3. Hashing: Uses a hash function to map keys to buckets, which is the basis for the fast access times.
4. Unique Keys: Each key must be unique within the map; inserting a duplicate key will overwrite the existing value associated with that key.
5. Custom Hash and Equality Functions: You can provide custom hash functions and comparison (equality) functions if needed.

Here is a simple example of how to use std::unordered_map:

#include <iostream>
#include <unordered_map>
#include <string>

int main() {
    // Creating an unordered_map with string keys and int values
    std::unordered_map<std::string, int> umap;

    // Inserting elements into the unordered_map
    umap["apple"] = 5;
    umap["banana"] = 10;
    umap["orange"] = 8;

    // Accessing elements
    std::cout << "Apple count: " << umap["apple"] << std::endl;

    // Iterating over the unordered_map
    for (const auto& pair : umap) {
        std::cout << "Fruit: " << pair.first << ", Count: " << pair.second << std::endl;
    }

    // Checking if a key exists
    if (umap.find("banana") != umap.end()) {
        std::cout << "Banana is present in the map." << std::endl;
    }

    // Erasing an element
    umap.erase("orange");

    return 0;
}

• Insertion and Access: Elements are inserted using the [] operator or the insert() method. Elements can be accessed with the [] operator.
• Iteration: Iterating over an unordered_map does not guarantee any particular order.
• Finding Elements: The find() function returns an iterator to the element if the key exists, otherwise it returns end().
• Deletion: Elements can be removed using the erase() method.

• Use std::unordered_map when you need fast lookups, insertions, and deletions without caring about the order of elements.
• Avoid using it when you need sorted elements; in such cases, consider std::map instead.

This container is highly useful for scenarios where performance is critical and order does not matter.

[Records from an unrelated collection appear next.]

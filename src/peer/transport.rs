use crate::error::Result;
use crate::media::LocalTrack;
use crate::peer::types::{ConnectivityState, SessionDescription};
use async_trait::async_trait;
use std::fmt;
use std::sync::Arc;

/// Sink for connectivity notifications of one transport.
#[derive(Clone)]
pub struct ConnectivityReporter {
    notify: Arc<dyn Fn(ConnectivityState) + Send + Sync>,
}

impl ConnectivityReporter {
    pub fn new(notify: impl Fn(ConnectivityState) + Send + Sync + 'static) -> Self {
        Self {
            notify: Arc::new(notify),
        }
    }

    pub fn report(&self, state: ConnectivityState) {
        (self.notify)(state)
    }
}

impl fmt::Debug for ConnectivityReporter {
    fn fmt(&self, f: &mut fmt::Formatter<'_>) -> fmt::Result {
        f.write_str("ConnectivityReporter")
    }
}

/// Creates one peer transport per session.
#[async_trait]
pub trait TransportFactory: Send + Sync {
    /// New transport with no relay or reflection servers. Every connectivity
    /// change for its whole lifetime goes to `reporter`.
    async fn create_session(
        &self,
        reporter: ConnectivityReporter,
    ) -> Result<Arc<dyn PeerTransport>>;
}

/// A single negotiated media transport.
#[async_trait]
pub trait PeerTransport: Send + Sync {
    async fn attach_track(&self, track: &LocalTrack) -> Result<()>;

    /// Create an offer and commit it as the local description. Candidate
    /// gathering starts here.
    async fn create_local_offer(&self) -> Result<()>;

    /// Resolves once gathering has reached `complete`.
    async fn gathering_complete(&self) -> Result<()>;

    /// Local description including every gathered candidate.
    async fn local_description(&self) -> Result<SessionDescription>;

    async fn set_remote(&self, description: SessionDescription) -> Result<()>;

    async fn close(&self) -> Result<()>;
}
use crate::config;
use tracing::{debug, info};
use tracing_subscriber::EnvFilter;
use webrtc::ice_transport::ice_candidate::RTCIceCandidate;
use webrtc::peer_connection::RTCPeerConnection;
use webrtc::stats::StatsReportType;

/// Install the fmt subscriber. Respects the build-profile logging switch and
/// `RUST_LOG`; calling it twice is harmless.
pub fn init() {
    if !config::LOGGING_ENABLED || !config::dev::ENABLE_LOGGING {
        return;
    }

    let filter = EnvFilter::try_from_default_env()
        .unwrap_or_else(|_| EnvFilter::new(config::DEFAULT_LOG_FILTER));

    let _ = tracing_subscriber::fmt()
        .with_env_filter(filter)
        .with_target(false)
        .try_init();
}

/// Log a local ICE candidate as it appears.
pub fn dump_candidate(label: &str, cand: &RTCIceCandidate) {
    if let Ok(init) = cand.to_json() {
        debug!(
            label,
            candidate = %init.candidate,
            sdp_mid = ?init.sdp_mid,
            sdp_mline_index = ?init.sdp_mline_index,
            "ICE candidate"
        );
    }
}

/// Quick getStats snapshot of the nominated candidate pair.
pub async fn dump_selected_pair(pc: &RTCPeerConnection, moment: &str) {
    let stats = pc.get_stats().await;
    for (_, report) in stats.reports {
        if let StatsReportType::CandidatePair(pair) = report {
            if pair.nominated {
                info!(
                    moment,
                    local = %pair.local_candidate_id,
                    remote = %pair.remote_candidate_id,
                    bytes_sent = pair.bytes_sent,
                    bytes_received = pair.bytes_received,
                    state = ?pair.state,
                    "selected candidate pair"
                );
            }
        }
    }
}
//! Audio session controller.
//!
//! One task owns the (at most one) live [`Session`] and processes commands one
//! at a time. The slow steps (microphone acquisition, candidate gathering and
//! the signaling round trip) run as separate futures and post their result
//! back tagged with the session id. A result is applied only while that
//! session is still live and still in the state waiting for it; anything else
//! is stale and is dropped, after releasing whatever resource it carries.

use crate::config::{CaptureConstraints, IntercomConfig};
use crate::error::{IntercomError, Result};
use crate::media::{AudioPlayout, CaptureDevice, DeviceAcquirer, LocalTrack, MediaAcquirer};
use crate::peer::connection::WebRtcTransportFactory;
use crate::peer::ice::wait_for_gathering;
use crate::peer::transport::{ConnectivityReporter, PeerTransport, TransportFactory};
use crate::peer::types::{ConnectivityState, SdpKind, SessionDescription};
use crate::session::{Session, SessionId, SessionState, StatusEvent};
use crate::signaling::{HttpSignaling, SignalingChannel};
use crate::utils::normalize_endpoint;
use chrono::Utc;
use std::future::Future;
use std::sync::Arc;
use tokio::sync::mpsc::{self, error::SendError, UnboundedReceiver, WeakUnboundedSender};
use tokio::sync::{broadcast, oneshot, watch};
use tracing::{debug, info, trace, warn};

/// Status message once the call is up.
const CONNECTED: &str = "Connected - speaking";

/// Everything the controller drives.
#[derive(Clone)]
pub struct Collaborators {
    pub media: Arc<dyn MediaAcquirer>,
    pub transports: Arc<dyn TransportFactory>,
    pub signaling: Arc<dyn SignalingChannel>,
}

impl Collaborators {
    /// WebRTC transport and HTTP signaling around the given capture device and play-out.
    pub fn webrtc(
        config: &IntercomConfig,
        device: Arc<dyn CaptureDevice>,
        playout: Arc<dyn AudioPlayout>,
    ) -> Result<Self> {
        Ok(Self {
            media: Arc::new(DeviceAcquirer::new(device)),
            transports: Arc::new(WebRtcTransportFactory::new(playout)),
            signaling: Arc::new(HttpSignaling::new(config.request_timeout())?),
        })
    }
}

// ========== PUBLIC HANDLE ==========

/// Handle to a running controller. Cheap to clone; the controller task ends
/// (tearing down any live session) once every handle is gone.
#[derive(Clone)]
pub struct IntercomController {
    commands: mpsc::UnboundedSender<Command>,
    status: broadcast::Sender<StatusEvent>,
    state: watch::Receiver<SessionState>,
}

impl IntercomController {
    /// Spawn the controller task. Must be called inside a tokio runtime.
    pub fn spawn(config: IntercomConfig, parts: Collaborators) -> Self {
        let (commands, rx) = mpsc::unbounded_channel();
        let (status, _) = broadcast::channel(config.status_buffer.max(1));
        let (state_tx, state) = watch::channel(SessionState::Idle);

        let controller = Controller {
            config,
            parts,
            session: None,
            commands: commands.downgrade(),
            status: status.clone(),
            state: state_tx,
        };
        tokio::spawn(controller.run(rx));

        Self {
            commands,
            status,
            state,
        }
    }

    /// Begin a session with the peer at `remote_endpoint`.
    ///
    /// Returns once the attempt is accepted; progress and the outcome arrive
    /// on the status stream. Rejected without side effects while another
    /// session exists.
    pub async fn start(&self, remote_endpoint: &str) -> Result<SessionId> {
        let (reply, rx) = oneshot::channel();
        self.send(Command::Start {
            endpoint: remote_endpoint.to_owned(),
            reply,
        })?;
        rx.await.map_err(|_| IntercomError::ControllerClosed)?
    }

    /// Tear down the current session, if any. Resolves after teardown.
    pub async fn stop(&self) -> Result<()> {
        let (reply, rx) = oneshot::channel();
        self.send(Command::Stop { reply })?;
        rx.await.map_err(|_| IntercomError::ControllerClosed)
    }

    pub fn subscribe(&self) -> broadcast::Receiver<StatusEvent> {
        self.status.subscribe()
    }

    pub fn state(&self) -> SessionState {
        *self.state.borrow()
    }

    /// A session is established (`Active`).
    pub fn is_active(&self) -> bool {
        self.state() == SessionState::Active
    }

    /// Watch channel over the controller state.
    pub fn state_changes(&self) -> watch::Receiver<SessionState> {
        self.state.clone()
    }

    fn send(&self, cmd: Command) -> Result<()> {
        self.commands
            .send(cmd)
            .map_err(|_| IntercomError::ControllerClosed)
    }
}

// ========== CONTROLLER TASK ==========

enum Command {
    Start {
        endpoint: String,
        reply: oneshot::Sender<Result<SessionId>>,
    },
    Stop {
        reply: oneshot::Sender<()>,
    },
    Step {
        session: SessionId,
        step: Step,
    },
    Connectivity {
        session: SessionId,
        state: ConnectivityState,
    },
}

/// Completion of a suspended step.
enum Step {
    Acquired(Result<LocalTrack>),
    Gathered(Result<SessionDescription>),
    Answered(Result<SessionDescription>),
}

impl Step {
    /// State the session has to be in for this completion to apply.
    fn awaited_in(&self) -> SessionState {
        match self {
            Self::Acquired(_) => SessionState::Acquiring,
            Self::Gathered(_) => SessionState::Gathering,
            Self::Answered(_) => SessionState::Signaling,
        }
    }

    fn name(&self) -> &'static str {
        match self {
            Self::Acquired(_) => "acquire",
            Self::Gathered(_) => "gathering",
            Self::Answered(_) => "signaling",
        }
    }

    /// Drop a stale completion without leaking what it carries.
    fn discard(self) {
        if let Self::Acquired(Ok(track)) = self {
            track.release();
        }
    }
}

struct Controller {
    config: IntercomConfig,
    parts: Collaborators,
    session: Option<Session>,
    commands: WeakUnboundedSender<Command>,
    status: broadcast::Sender<StatusEvent>,
    state: watch::Sender<SessionState>,
}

To use std::unordered_map with struct variables, you can store either the struct itself as the key or the value, depending on your needs. A common scenario is using a struct as the key or the value type in the map. When using a struct as a key, you need to provide a custom hash function and an equality function since std::unordered_map relies on hashing and comparing keys.

In this example, we'll create a struct called Person, which will be used as the value type in the unordered_map. The key will be a string representing the person's name.

#include <iostream>
#include <unordered_map>
#include <string>

// Define a struct to store person information
struct Person {
    int age;
    std::string address;

    // Optional: A constructor for convenience
    Person(int a, const std::string& addr) : age(a), address(addr) {}
};

int main() {
    // Create an unordered_map with string keys and Person struct as values
    std::unordered_map<std::string, Person> people;

    // Insert elements into the unordered_map
    people["John"] = Person(30, "123 Maple Street");
    people["Jane"] = Person(25, "456 Oak Avenue");
    people["Doe"] = Person(40, "789 Pine Road");

    // Access and print the elements
    for (const auto& pair : people) {
        std::cout << "Name: " << pair.first 
                  << ", Age: " << pair.second.age 
                  << ", Address: " << pair.second.address 
                  << std::endl;
    }

    // Check if a key exists
    if (people.find("Jane") != people.end()) {
        std::cout << "Jane's age: " << people["Jane"].age << std::endl;
    }

    // Erase an element
    people.erase("Doe");

    return 0;
}

When using a struct as a key, you must define a custom hash function and an equality function since std::unordered_map needs these to work correctly with user-defined types.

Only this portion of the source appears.